Peut-on dire que votre livre est archéofuturiste, dans le sens où il mêle notre Antiquité la plus profonde, et notre futur le plus proche… ?
Oui, vous pouvez le qualifier ainsi. Mon récit revisite les mythes antiques tout en s’inscrivant dans une réflexion contemporaine : le devenir de l’homme dans un monde totalitaire et ses capacités de survie, d’évasion et de liberté.
Le récit fonctionne sur trois plans : la terre, l’homme et le divin. De même que les hommes croient dominer le monde et le temps alors qu’ils ne sont que des marionnettes entre les mains des dieux (selon l’heureuse formule d’Alain Daniélou), la caste au pouvoir que je décris est davantage dans l’illusion que dans la réalité. Le matérialisme recouvert d’un vernis moral n’est qu’un faux-semblant. Je développe aussi dans cette fiction une idée qui m’est chère, et qui pourrait s’apparenter à la physique quantique. Et si le temps n’était pas linéaire ? Si une autre logique inversait la cause et la conséquence ? Si le futur était déjà réalisé, si le passé était encore là, si le présent était une chimère ? Ce qui n’est pas la conséquence du passé pourrait-il être la conséquence du futur ?
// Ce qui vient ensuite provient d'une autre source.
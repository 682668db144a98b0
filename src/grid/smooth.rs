// This Source Code Form is subject to the terms of the Mozilla Public
// License, v. 2.0. If a copy of the MPL was not distributed with this
// file, You can obtain one at http://mozilla.org/MPL/2.0/.

//! Mesh relaxation.
//!
//! Rejection-sampled point sets give tetrahedra of wildly varying aspect
//! ratio. Each pass moves every interior point part-way towards the centroid
//! of its current neighbour set and re-tessellates; a few passes make the
//! mesh noticeably more isotropic without erasing the sampling density.

use log::debug;
use nalgebra::Vector3;

use super::delaunay;
use super::error::GridError;

/// Fraction of the point-to-centroid distance covered per pass.
const RELAX_FRACTION: f64 = 0.5;

/// Relax `points[..n_interior]` in place. Sink points (the tail of the
/// slice) are pinned to the sphere and never move. Moves that would leave
/// the model volume or crowd a current neighbour inside the `min_scale`
/// separation are dropped for that pass rather than clamped; clamping would
/// pile points up against the constraints. Checking the Delaunay neighbours
/// suffices because a point's nearest neighbour is always one of them, and
/// a half-way move towards their centroid stays inside the neighbourhood.
pub fn smooth(
    points: &mut [Vector3<f64>],
    n_interior: usize,
    radius: f64,
    min_scale: f64,
    passes: usize,
) -> Result<(), GridError> {
    let min_scale_squ = min_scale * min_scale;
    for pass in 0..passes {
        let simplices = delaunay::tessellate(points)?;
        let neigh = delaunay::neighbour_lists(points.len(), &simplices)?;

        let mut moved = 0usize;
        for id in 0..n_interior {
            let mut centroid = Vector3::zeros();
            for &k in &neigh[id] {
                centroid += points[k];
            }
            centroid /= neigh[id].len() as f64;

            let target = points[id] + (centroid - points[id]) * RELAX_FRACTION;
            let clear = neigh[id]
                .iter()
                .all(|&k| (target - points[k]).norm_squared() >= min_scale_squ);
            if target.norm() < radius && clear {
                points[id] = target;
                moved += 1;
            }
        }
        debug!("smoothing pass {}: moved {}/{} interior points", pass + 1, moved, n_interior);
    }
    Ok(())
}
// This Source Code Form is subject to the terms of the Mozilla Public
// License, v. 2.0. If a copy of the MPL was not distributed with this
// file, You can obtain one at http://mozilla.org/MPL/2.0/.

use thiserror::Error;

use crate::grid::GridError;

/// Errors associated with the level-population solve. The numeric kinds are
/// fatal and carry the offending vertex id.
#[derive(Error, Debug)]
pub enum SolveError {
    #[error("The rate matrix for vertex {vertex}, species {species} is singular")]
    SingularRateMatrix { vertex: usize, species: usize },

    #[error("Non-finite populations at vertex {vertex}, species {species}")]
    NonFinitePopulations { vertex: usize, species: usize },

    #[error("A solver worker disappeared without reporting its vertices")]
    WorkerLost,

    #[error(transparent)]
    Grid(#[from] GridError),
}
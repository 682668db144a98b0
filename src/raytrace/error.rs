// This Source Code Form is subject to the terms of the Mozilla Public
// License, v. 2.0. If a copy of the MPL was not distributed with this
// file, You can obtain one at http://mozilla.org/MPL/2.0/.

use thiserror::Error;

use crate::grid::GridError;

/// Errors associated with raytracing an image.
#[derive(Error, Debug)]
pub enum RaytraceError {
    #[error("Image requests transition {trans} of {mol}, which has only {nline} lines")]
    BadTransition {
        mol: String,
        trans: usize,
        nline: usize,
    },

    #[error("A continuum image needs a dust opacity table")]
    NoDustOpacity,

    #[error(transparent)]
    Grid(#[from] GridError),
}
Le roman illustre le concept de rétro-causalité. Il revisite le concept de l’espace-temps en lui octroyant une flexibilité par commutation de lignes d’univers. Dans le livre, le personnage du mystérieux Ignotus, invisible pour les Prêcheurs au pouvoir mais réel aux yeux des femmes, incarne cette permanence du passé, ce futur réalisé et ce présent illusoire. Il est le messager, celui qui condamne, celui qui enfante, celui qui fait peur et celui qui enchante.
Ce serait une sinistre infirmité que de penser la réalité comme un temps fini et un espace réduit au visible. La raison est ici soumise à la critique de l’illusion. La matière est assujettie à la conscience. L’ordre, qui n’est qu’un désordre organisé par le pouvoir, se décompose. La peur qui cimente le pouvoir disparaît mot après mot, image après image. Albert Camus écrivait dans « L’homme révolté » (1951) que tout blasphème était une participation au sacré.
En choisissant un personnage féminin comme élément déclencheur de la révolte, ne faites-vous pas du conformisme dans les temps actuels, bénis pour les femmes ?
Ah Ah ! Me tenant éloigné des faux débats télévisés, je me contrefous de ce qui est bien ou mal pensant, normé, genré ou je ne-sais-quoi encore. Senta la tisseuse est à l’image de la Pythie de Delphes ou de la Morrigan irlandaise.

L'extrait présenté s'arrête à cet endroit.